Transforming teaching and learning in public education

In an Era of Destabilization

by Dena R. Cushenberry, Ed.D.

with Leonard C. Burrello, Ed.D.

Why I wrote this book

Through my 37 years as an educator I have learned a myriad of lessons I feel obligated to share with current and future leaders that have impacted my journey as a school and district leader. These experiences have impacted the way I view  the future generations of leaders and skill sets necessary to enable them to lead in an era of destabilizing state and federal policy. Navigating the political landscape and developing leaders to advocate for student learning and community well-being through redevelopment efforts are huge tasks. As the second largest business in the community next to our community hospital, we played a major role in providing jobs and maintaining high quality schools that attracted enrollment and kept our community thriving.

And why now?

With the insertion of state vouchers and private school compensation, public education funding is forever changed. The implications for the most vulnerable and diverse students with the most obstacles to overcome- require district leaders and school boards to rethink the best way to deliver quality education with less resources. This book is for prospective administrators, superintendents and school board members to help them understand the changing, landscape of public education and why it is important to do it now.  

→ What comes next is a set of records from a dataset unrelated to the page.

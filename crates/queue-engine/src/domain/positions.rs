//! Queue position assignment.
//!
//! Positions grow monotonically within a clinic day. A new tail is one past
//! both the highest position ever assigned and the highest position still
//! waiting, so a returning patient never lands in a slot someone else held.

use super::day_state::DayState;
use shared_types::{AppointmentId, QueueStatus};
use std::collections::HashSet;

pub struct PositionAssigner;

impl PositionAssigner {
    /// Position the next appended entry would receive.
    #[must_use]
    pub fn next_tail(state: &DayState) -> u64 {
        state
            .position_high_water()
            .max(state.max_waiting_position().unwrap_or(0))
            + 1
    }

    /// Reserve and return the next tail position.
    pub fn assign_tail(state: &mut DayState) -> u64 {
        let position = Self::next_tail(state);
        state.raise_high_water(position);
        position
    }

    /// Whether every waiting entry holds a distinct position.
    #[must_use]
    pub fn positions_unique(state: &DayState) -> bool {
        let mut seen = HashSet::new();
        state
            .entries()
            .filter(|e| matches!(e.status, QueueStatus::Waiting | QueueStatus::Scheduled))
            .filter_map(|e| e.queue_position)
            .all(|p| seen.insert(p))
    }

    /// Waiting entries whose position is missing.
    #[must_use]
    pub fn unpositioned_waiting(state: &DayState) -> Vec<AppointmentId> {
        state
            .entries()
            .filter(|e| e.status == QueueStatus::Waiting && e.queue_position.is_none())
            .map(|e| e.id)
            .collect()
    }
}
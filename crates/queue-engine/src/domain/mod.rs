//! # Domain Layer - Clinic Queue
//!
//! Pure business logic with no I/O.
//!
//! ## Components
//!
//! - `entities`: QueueEntry, AbsenceRecord, OverrideAudit, QueueDayClosure
//! - `state_machine`: legal status transitions
//! - `positions`: monotonic tail assignment
//! - `day_state`: the per clinic-day aggregate mutated by transactions
//! - `value_objects`: query views, outcomes, counts and wait statistics
//! - `errors`: QueueError and stable error codes

pub mod day_state;
pub mod entities;
pub mod errors;
pub mod positions;
pub mod state_machine;
pub mod value_objects;

pub use day_state::*;
pub use entities::*;
pub use errors::*;
pub use positions::*;
pub use state_machine::Trigger;
pub use value_objects::*;
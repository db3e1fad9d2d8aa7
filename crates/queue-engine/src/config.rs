//! Engine configuration.

use chrono::Duration as ChronoDuration;
use serde::{Deserialize, Serialize};
use std::time::Duration;
use thiserror::Error;

/// Longest accepted reopen window (one day).
pub const MAX_REOPEN_WINDOW_SECS: u64 = 24 * 60 * 60;

/// Invalid configuration value.
#[derive(Debug, Clone, Error, PartialEq, Eq)]
pub enum ConfigError {
    #[error("{field} must be greater than zero")]
    Zero { field: &'static str },

    #[error("{field} must be at most {max}")]
    TooLarge { field: &'static str, max: u64 },
}

/// Queue behavior settings.
#[derive(Debug, Clone, PartialEq, Eq, Serialize, Deserialize)]
pub struct QueueConfig {
    /// Grace period applied when `markAbsent` does not name one.
    pub default_grace_period_minutes: u32,
    /// How long a day closure can be reversed.
    pub reopen_window_secs: u64,
    /// Bounded wait for the clinic-day writer lock (milliseconds).
    pub lock_timeout_ms: u64,
    /// Number of recent consultations in the average wait.
    pub wait_average_window: usize,
}

impl Default for QueueConfig {
    fn default() -> Self {
        Self {
            default_grace_period_minutes: 10,
            reopen_window_secs: 300, // 5 minutes
            lock_timeout_ms: 2_000,
            wait_average_window: 10,
        }
    }
}

impl QueueConfig {
    /// Short timeouts for tests.
    pub fn for_testing() -> Self {
        Self {
            lock_timeout_ms: 200,
            ..Default::default()
        }
    }

    pub fn lock_timeout(&self) -> Duration {
        Duration::from_millis(self.lock_timeout_ms)
    }

    /// Clamped to [`MAX_REOPEN_WINDOW_SECS`].
    pub fn reopen_window(&self) -> ChronoDuration {
        let secs = self.reopen_window_secs.min(MAX_REOPEN_WINDOW_SECS);
        ChronoDuration::seconds(i64::try_from(secs).unwrap_or_default())
    }

    pub fn validate(&self) -> Result<(), ConfigError> {
        if self.default_grace_period_minutes == 0 {
            return Err(ConfigError::Zero {
                field: "default_grace_period_minutes",
            });
        }
        if self.reopen_window_secs == 0 {
            return Err(ConfigError::Zero {
                field: "reopen_window_secs",
            });
        }
        if self.reopen_window_secs > MAX_REOPEN_WINDOW_SECS {
            return Err(ConfigError::TooLarge {
                field: "reopen_window_secs",
                max: MAX_REOPEN_WINDOW_SECS,
            });
        }
        if self.lock_timeout_ms == 0 {
            return Err(ConfigError::Zero {
                field: "lock_timeout_ms",
            });
        }
        if self.wait_average_window == 0 {
            return Err(ConfigError::Zero {
                field: "wait_average_window",
            });
        }
        Ok(())
    }
}

/// Grace-period scheduler settings.
#[derive(Debug, Clone, PartialEq, Eq, Serialize, Deserialize)]
pub struct SchedulerConfig {
    /// Interval between deadline checks (milliseconds).
    pub tick_interval_ms: u64,
    /// Re-read open absences from storage every this many ticks.
    pub sweep_every_ticks: u64,
}

impl Default for SchedulerConfig {
    fn default() -> Self {
        Self {
            tick_interval_ms: 1_000,
            sweep_every_ticks: 30,
        }
    }
}

impl SchedulerConfig {
    /// At least one millisecond.
    pub fn tick_interval(&self) -> Duration {
        Duration::from_millis(self.tick_interval_ms.max(1))
    }

    /// Ticks between storage sweeps, at least one.
    pub fn sweep_period(&self) -> u64 {
        self.sweep_every_ticks.max(1)
    }

    pub fn validate(&self) -> Result<(), ConfigError> {
        if self.tick_interval_ms == 0 {
            return Err(ConfigError::Zero {
                field: "tick_interval_ms",
            });
        }
        if self.sweep_every_ticks == 0 {
            return Err(ConfigError::Zero {
                field: "sweep_every_ticks",
            });
        }
        Ok(())
    }
}

#[cfg(test)]
mod tests {
    use super::*;

    #[test]
    fn test_defaults() {
        let config = QueueConfig::default();
        assert_eq!(config.default_grace_period_minutes, 10);
        assert_eq!(config.reopen_window(), ChronoDuration::minutes(5));
        assert!(config.validate().is_ok());
        assert!(SchedulerConfig::default().validate().is_ok());
    }

    #[test]
    fn test_zero_rejected() {
        let config = QueueConfig {
            lock_timeout_ms: 0,
            ..Default::default()
        };
        assert_eq!(
            config.validate(),
            Err(ConfigError::Zero {
                field: "lock_timeout_ms"
            })
        );
        let scheduler = SchedulerConfig {
            sweep_every_ticks: 0,
            ..Default::default()
        };
        assert!(scheduler.validate().is_err());
    }

    #[test]
    fn test_out_of_range_values_are_clamped() {
        let config = QueueConfig {
            reopen_window_secs: u64::MAX,
            ..Default::default()
        };
        assert_eq!(
            config.validate(),
            Err(ConfigError::TooLarge {
                field: "reopen_window_secs",
                max: MAX_REOPEN_WINDOW_SECS
            })
        );
        assert_eq!(config.reopen_window(), ChronoDuration::days(1));

        let scheduler = SchedulerConfig {
            tick_interval_ms: 0,
            sweep_every_ticks: 0,
        };
        assert_eq!(scheduler.tick_interval(), Duration::from_millis(1));
        assert_eq!(scheduler.sweep_period(), 1);
    }
}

Leonard observes too many school districts have not clearly articulated a distinct purpose and created the guardrails or core values to ensure their actions are in pursuit of their purposes and values. Dr. Cushenberry and her team created district and school level exemplars of how an effective district can come to know and learn while implementing innovations and navigating within a turbulent policy, political, and financial environment. Anderson and Young (2018) have called for district case studies to illuminate how leaders develop effective learning organizations for students and staff alike. Leadership starts with intent wrote James MacGregor Burns (1978), everything else is strategy and tactics including the metrics to determine success even though some intents do not come regularities of district practice.